Problems 2: A die is rolled twice. Let event A be “sum of numbers obtained is 7” and event B be “first die shows 4.” Find A ∩ B.
Solution:
Sample space (not listed fully due to size) contains all ordered pairs (x, y) where x and y ∈ {1, 2, 3, 4, 5, 6}.
For event A:
A = {(1,6), (2,5), (3,4), (4,3), (5,2), (6,1)}
For event B:
B = {(4,1), (4,2), (4,3), (4,4), (4,5), (4,6)}
Now,
A ∩ B = {(4,3)}
Hence, A ∩ B = {(4,3)} — only one outcome satisfies both events.

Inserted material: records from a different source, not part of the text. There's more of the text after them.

use super::app::{confirm, App};
use crate::db::recruitment::{CandidateInput, Recruitment, Stage};
use crate::libs::messages::Message;
use crate::libs::role::Manager;
use crate::libs::view::View;
use crate::{msg_bail_anyhow, msg_info, msg_print, msg_success};
use anyhow::Result;
use chrono::Utc;
use clap::{Args, Subcommand};

#[derive(Debug, Args)]
pub struct RecruitArgs {
    #[command(subcommand)]
    command: Option<RecruitCommand>,
}

#[derive(Debug, Subcommand)]
enum RecruitCommand {
    /// Candidates, optionally of one stage
    List {
        #[arg(short, long)]
        stage: Option<Stage>,
    },
    /// Register a new applicant
    Add {
        name: String,
        #[arg(short, long)]
        position: String,
        #[arg(short, long)]
        email: Option<String>,
        /// YYYY-MM-DD HH:MM
        #[arg(long)]
        interview: Option<String>,
        #[arg(long)]
        interviewer: Option<String>,
        #[arg(short, long)]
        notes: Option<String>,
    },
    /// Move a candidate forward, to the next stage unless one is given
    Advance {
        id: i64,
        #[arg(short, long)]
        to: Option<Stage>,
    },
    /// Reject a candidate
    Reject { id: i64 },
    /// Set the interview time
    Schedule {
        id: i64,
        /// YYYY-MM-DD HH:MM
        at: String,
        #[arg(short, long)]
        interviewer: Option<String>,
    },
    /// Rate a candidate from 1 to 5
    Rate {
        id: i64,
        rating: u8,
        #[arg(short, long)]
        notes: Option<String>,
    },
    /// Remove a candidate
    Delete {
        id: i64,
        #[arg(short, long)]
        yes: bool,
    },
    /// Candidate count per stage
    Pipeline,
}

pub async fn cmd(args: RecruitArgs) -> Result<()> {
    let mut app = App::load()?;
    app.require_executive(Manager::Recruitment)?;
    let recruitment = Recruitment::new(app.db());

    match args.command.unwrap_or(RecruitCommand::List { stage: None }) {
        RecruitCommand::List { stage } => {
            let candidates = recruitment.list(stage).await?;
            if candidates.is_empty() {
                msg_info!(Message::NoCandidates);
                return Ok(());
            }
            msg_print!(Message::CandidatesHeader, true);
            View::candidates(&candidates)?;
        }
        RecruitCommand::Add {
            name,
            position,
            email,
            interview,
            interviewer,
            notes,
        } => {
            let input = CandidateInput {
                candidate_name: name,
                email,
                position,
                interview_at: interview,
                interviewer,
                notes,
            };
            let candidate = recruitment.add(&input, Utc::now()).await?;
            msg_success!(Message::CandidateAdded(candidate.candidate_name));
        }
        RecruitCommand::Advance { id, to } => {
            let Some(candidate) = recruitment.get(id).await? else {
                msg_bail_anyhow!(Message::CandidateNotFound(id));
            };
            let Some(to) = to.or(candidate.stage.next()) else {
                msg_bail_anyhow!(Message::InvalidStageTransition(
                    candidate.stage.to_string(),
                    "a later stage".to_string()
                ));
            };
            let candidate = recruitment.advance(id, to).await?;
            msg_success!(Message::StageChanged(candidate.candidate_name, candidate.stage.to_string()));
        }
        RecruitCommand::Reject { id } => {
            let candidate = recruitment.advance(id, Stage::Rejected).await?;
            msg_success!(Message::StageChanged(candidate.candidate_name, candidate.stage.to_string()));
        }
        RecruitCommand::Schedule { id, at, interviewer } => {
            let candidate = recruitment.schedule_interview(id, &at, interviewer.as_deref()).await?;
            let at = candidate.interview_at.map(|t| t.format("%Y-%m-%d %H:%M").to_string()).unwrap_or_default();
            msg_success!(Message::InterviewScheduled(candidate.candidate_name, at));
        }
        RecruitCommand::Rate { id, rating, notes } => {
            let candidate = recruitment.rate(id, rating, notes.as_deref()).await?;
            msg_success!(Message::CandidateRated(candidate.candidate_name, rating));
        }
        RecruitCommand::Delete { id, yes } => {
            if !yes && !confirm(&format!("candidate {}", id))? {
                msg_info!(Message::OperationCancelled);
                return Ok(());
            }
            recruitment.delete(id).await?;
            msg_success!(Message::CandidateDeleted(id));
        }
        RecruitCommand::Pipeline => {
            msg_print!(Message::PipelineHeader, true);
            View::pipeline(&recruitment.overview().await?)?;
        }
    }
    Ok(())
}
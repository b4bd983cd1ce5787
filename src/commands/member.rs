use super::app::App;
use crate::api::Backend;
use crate::db::members::{Member, Members, NewMember};
use crate::libs::config::prompt_new_password;
use crate::libs::messages::Message;
use crate::libs::role::{Manager, Role};
use crate::libs::view::View;
use crate::{msg_bail_anyhow, msg_info, msg_print, msg_success};
use anyhow::Result;
use chrono::Utc;
use clap::{Args, Subcommand};

#[derive(Debug, Args)]
pub struct MemberArgs {
    #[command(subcommand)]
    command: Option<MemberCommand>,
}

#[derive(Debug, Subcommand)]
enum MemberCommand {
    /// Registered members
    List,
    /// Register a member; the password is prompted for
    Add {
        email: String,
        #[arg(short, long)]
        name: String,
        #[arg(short, long, default_value = "employee")]
        role: Role,
    },
    /// Allow a member to sign in again
    Activate { id: i64 },
    /// Block a member from signing in
    Deactivate { id: i64 },
}

pub async fn cmd(args: MemberArgs) -> Result<()> {
    let mut app = App::load()?;
    app.require_executive(Manager::Members)?;
    // Member rows are only read and written with the elevated client.
    let members = Members::new(app.clients.elevated());

    match args.command.unwrap_or(MemberCommand::List) {
        MemberCommand::List => {
            let rows = members.list().await?;
            if rows.is_empty() {
                msg_info!(Message::NoMembers);
                return Ok(());
            }
            msg_print!(Message::MembersHeader, true);
            View::members(&rows)?;
        }
        MemberCommand::Add { email, name, role } => {
            let password = prompt_new_password()?;
            let member = members
                .add(
                    &NewMember {
                        email,
                        name,
                        role,
                        password,
                    },
                    Utc::now(),
                )
                .await?;
            msg_success!(Message::MemberAdded(member.email));
        }
        MemberCommand::Activate { id } => {
            let member = set_active(&members, id, true).await?;
            msg_success!(Message::MemberActivated(member.email));
        }
        MemberCommand::Deactivate { id } => {
            let member = set_active(&members, id, false).await?;
            msg_success!(Message::MemberDeactivated(member.email));
        }
    }
    Ok(())
}

async fn set_active<B: Backend>(members: &Members<'_, B>, id: i64, active: bool) -> Result<Member> {
    let Some(mut member) = members.get(id).await? else {
        msg_bail_anyhow!(Message::MemberNotFound(id));
    };
    members.set_active(id, active).await?;
    member.is_active = active;
    Ok(member)
}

Problems 3: A card is drawn from a standard deck of 52 cards. Let event A be “drawing a king” and event B be “drawing a red card.” Find A ∩ B and A ∪ B.
Solution:
Total cards = 52
Event A: King cards = {K♠, K♣, K♥, K♦}
Event B: Red cards = {All ♥ and ♦ = 26 cards}
A ∩ B = {K♥, K♦}
A ∪ B = {All red cards (26) + black kings (2)}
Hence, number of outcomes in A ∪ B = 26 + 2 = 28.
Problems 4: Two dice are rolled.
- A: “Sum of numbers is even”
- B: “Both numbers are even.”
- Are these events mutually exclusive?
Solution:
Sample space has 36 outcomes.
For event A: sum even ⇒ {(1,1), (1,3), (1,5), (2,2), (2,4), (2,6), …} (all outcomes where sum = even)
For event B: both numbers even ⇒ {(2,2), (2,4), (2,6), (4,2), (4,4), (4,6), (6,2), (6,4), (6,6)}
Now,
A ∩ B = {(2,2), (2,4), (2,6), (4,2), (4,4), (4,6), (6,2), (6,4), (6,6)}
Since intersection is not empty, A and B are not mutually exclusive events.